Du hast mich warten lassen“, schnurrte Blaise und schenkte ihm einen langen Blick aus seinen dunkelbraunen Augen, „Ich musste ohne dich anfangen.“

Cormac leckte sich über die Lippen. „Ich kann noch aufholen“, versicherte er, die Stimme selbst in seinen Ohren ungewöhnlich rau.
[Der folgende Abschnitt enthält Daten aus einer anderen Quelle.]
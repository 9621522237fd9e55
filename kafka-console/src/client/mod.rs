//! The seam between the registry and the client library that actually talks to the brokers.

use crate::error::RegistryError;
use crate::properties::{ClientKind, PropertyMap};
use anyhow::Result;
use async_trait::async_trait;
use std::fmt;
use std::sync::Arc;
use std::time::Duration;

pub mod broker;
pub mod schema_registry;
pub mod tls;

pub use broker::BrokerClientFactory;
pub use schema_registry::SchemaRegistryClient;

/// A client built from a property map.
/// Whoever created the handle is responsible for closing it exactly once.
#[async_trait]
pub trait ClientHandle: Send + Sync + fmt::Debug {
    fn kind(&self) -> ClientKind;

    /// Releases every resource held by the client.
    async fn close(&self) -> Result<()>;
}

/// Builds clients from their final property maps.
#[async_trait]
pub trait ClientFactory: Send + Sync {
    /// May perform network and DNS work, callers are expected to bound it with a timeout.
    /// Dropping the returned future must release anything acquired so far.
    async fn create(
        &self,
        kind: ClientKind,
        properties: &PropertyMap,
    ) -> Result<Arc<dyn ClientHandle>>;
}

/// Builds a client, abandoning construction once `timeout` has elapsed.
pub async fn create_with_timeout(
    factory: &dyn ClientFactory,
    cluster_id: &str,
    kind: ClientKind,
    properties: &PropertyMap,
    timeout: Duration,
) -> Result<Arc<dyn ClientHandle>, RegistryError> {
    match tokio::time::timeout(timeout, factory.create(kind, properties)).await {
        Ok(Ok(handle)) => Ok(handle),
        Ok(Err(source)) => Err(RegistryError::HandleConstructionFailed {
            cluster_id: cluster_id.to_owned(),
            kind,
            source,
        }),
        Err(_) => Err(RegistryError::HandleConstructionTimeout {
            cluster_id: cluster_id.to_owned(),
            kind,
            timeout,
        }),
    }
}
„Ach, kannst du das?“ Blaise richtete sich ein wenig auf, wohl wissend, dass diese Pose Cormac einen guten Blick auf seine nackte Brust gewährte. „Vielleicht hab ich da ja gar kein Interesse dran.“

Nur mit Mühe schaffte es Cormac, seinem Gegenüber in die Augen zu sehen. „Jetzt komm, es tut mir leid“, bat er, doch die Miene des Slytherins blieb hart.

„So funktioniert das nicht“, erklärte er, „Du hast mich warten lassen, jetzt wirst du warten und mir ein Weilchen zusehen.“

Schlanke Finger fuhren über Blaise’ Brust, malten kleine Kreise auf seine dunkle Haut und Cormac hätte nichts lieber getan, als ihren Weg mit der Zunge zu verfolgen. Aber Blaise hatte „Nein“ gesagt und er wusste, wenn Blaise „nein“ sagte, dann meinte er es auch so.

 

Sein Blick klebte förmlich an Blaise’ Händen, während sie ihren Weg über seine Brust und seinen Bauch suchten. Die Luft im Zimmer wurde langsam heiß und der Platz in seiner Hose eng. Wieso hatte er die überhaupt noch an? Zögerlich tastete er nach seinem Gürtel, öffnete betont langsam die Schnalle und ... rümpfte prompt die Nase.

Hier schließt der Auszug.